TASK PROMPT – In the data that follows, count each line with the string "NativeMessage"; the reply is the number only.

[Start of section]

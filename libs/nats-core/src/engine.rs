//! Protocol engine primitives.
//!
//! An [`Engine`] is the collaborator that actually speaks NATS. Resources it
//! hands out are identified by opaque ids; ownership of those ids is managed
//! by the handles in [`crate::handle`], never by callers directly.
//!
//! Primitives fall in two groups:
//!
//! - *blocking*: `connect`, `publish`, `publish_request`, `subscribe`,
//!   `queue_subscribe`, `request`. They may perform network I/O and must be
//!   called from a thread that is allowed to block (for tokio users, inside
//!   `spawn_blocking`).
//! - *non-blocking*: everything else. These are used from drop paths and must
//!   return promptly.

use std::{any::Any, fmt, path::Path, sync::Arc, time::Duration};

use crate::{handle::MessageHandle, handle::NativeMessage, status::Status};

/// Opaque id of a native options resource.
#[derive(Debug, Clone, Copy, PartialEq, Eq, Hash, PartialOrd, Ord)]
pub struct RawOptions(pub u64);

/// Opaque id of a native connection resource.
#[derive(Debug, Clone, Copy, PartialEq, Eq, Hash, PartialOrd, Ord)]
pub struct RawConnection(pub u64);

/// Opaque id of a native subscription resource.
#[derive(Debug, Clone, Copy, PartialEq, Eq, Hash, PartialOrd, Ord)]
pub struct RawSubscription(pub u64);

/// Opaque user context stored by the engine next to a message callback and
/// handed back on every delivery.
pub type Closure = Arc<dyn Any + Send + Sync>;

/// Message delivery callback.
///
/// A plain function pointer: it captures nothing, all state must travel in
/// the [`Closure`]. It may be invoked on a thread owned by the engine. Both
/// the message and the closure are optional so that callbacks can defend
/// against a misbehaving engine.
pub type MsgCallback = fn(RawSubscription, Option<MessageHandle<'_>>, Option<&Closure>);

/// Connection status as reported by the engine.
#[derive(Debug, Clone, Copy, PartialEq, Eq, Hash)]
pub enum ConnStatus {
    /// Initial connect in progress.
    Connecting,
    /// Connected and usable.
    Connected,
    /// Connection lost, engine is trying to re-establish it.
    Reconnecting,
    /// Closed for good, either explicitly or after reconnects were exhausted.
    Closed,
}

/// Reconnect settings passed through to the engine untouched.
#[derive(Debug, Clone, Copy, PartialEq, Eq)]
pub struct ReconnectPolicy {
    /// Whether the engine may reconnect at all.
    pub allowed: bool,
    /// Maximum number of reconnect attempts.
    pub max_reconnects: u32,
    /// Delay between attempts.
    pub wait: Duration,
}

/// Minimum primitives required from a NATS protocol engine.
pub trait Engine: Send + Sync + fmt::Debug + 'static {
    /// Allocate an options resource.
    fn options_create(&self) -> Result<RawOptions, Status>;
    /// Release an options resource.
    fn options_destroy(&self, options: RawOptions);
    /// Set the server URL.
    fn options_set_url(&self, options: RawOptions, url: &str) -> Result<(), Status>;
    /// Set user/password credentials.
    fn options_set_user_info(
        &self,
        options: RawOptions,
        user: &str,
        password: &str,
    ) -> Result<(), Status>;
    /// Set a token credential.
    fn options_set_token(&self, options: RawOptions, token: &str) -> Result<(), Status>;
    /// Load user credentials (JWT + nkey) from a creds file.
    fn options_set_credentials_file(&self, options: RawOptions, path: &Path)
    -> Result<(), Status>;
    /// Set the reconnect policy.
    fn options_set_reconnect(
        &self,
        options: RawOptions,
        policy: ReconnectPolicy,
    ) -> Result<(), Status>;

    /// Connect using `options`. Blocking.
    fn connect(&self, options: RawOptions) -> Result<RawConnection, Status>;
    /// Close the connection. Further primitives on it fail with
    /// [`Status::ConnectionClosed`]. Calling it twice is harmless.
    fn connection_close(&self, conn: RawConnection);
    /// Release the connection resource, closing it first if needed.
    fn connection_destroy(&self, conn: RawConnection);
    /// Current connection status.
    fn connection_status(&self, conn: RawConnection) -> ConnStatus;

    /// Publish `data` on `subject`. Blocking.
    fn publish(&self, conn: RawConnection, subject: &str, data: &[u8]) -> Result<(), Status>;
    /// Publish `data` on `subject` with a reply subject. Blocking.
    fn publish_request(
        &self,
        conn: RawConnection,
        subject: &str,
        reply: &str,
        data: &[u8],
    ) -> Result<(), Status>;

    /// Register `callback` for messages on `subject`. Blocking.
    fn subscribe(
        &self,
        conn: RawConnection,
        subject: &str,
        callback: MsgCallback,
        closure: Closure,
    ) -> Result<RawSubscription, Status>;
    /// Register `callback` as a member of queue group `queue`. Blocking.
    fn queue_subscribe(
        &self,
        conn: RawConnection,
        subject: &str,
        queue: &str,
        callback: MsgCallback,
        closure: Closure,
    ) -> Result<RawSubscription, Status>;
    /// Stop deliveries immediately.
    fn unsubscribe(&self, sub: RawSubscription) -> Result<(), Status>;
    /// Stop interest but deliver what is already pending first.
    fn drain(&self, sub: RawSubscription) -> Result<(), Status>;
    /// Release the subscription resource, unsubscribing first if needed.
    /// The stored closure is dropped after the last delivery, which may
    /// happen after this returns.
    fn subscription_destroy(&self, sub: RawSubscription);

    /// Send a request and wait up to `timeout_ms` for the first reply.
    /// Blocking.
    fn request(
        &self,
        conn: RawConnection,
        subject: &str,
        data: &[u8],
        timeout_ms: i64,
    ) -> Result<NativeMessage, Status>;
}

[End of section]

EXERCISE SOLUTION – 2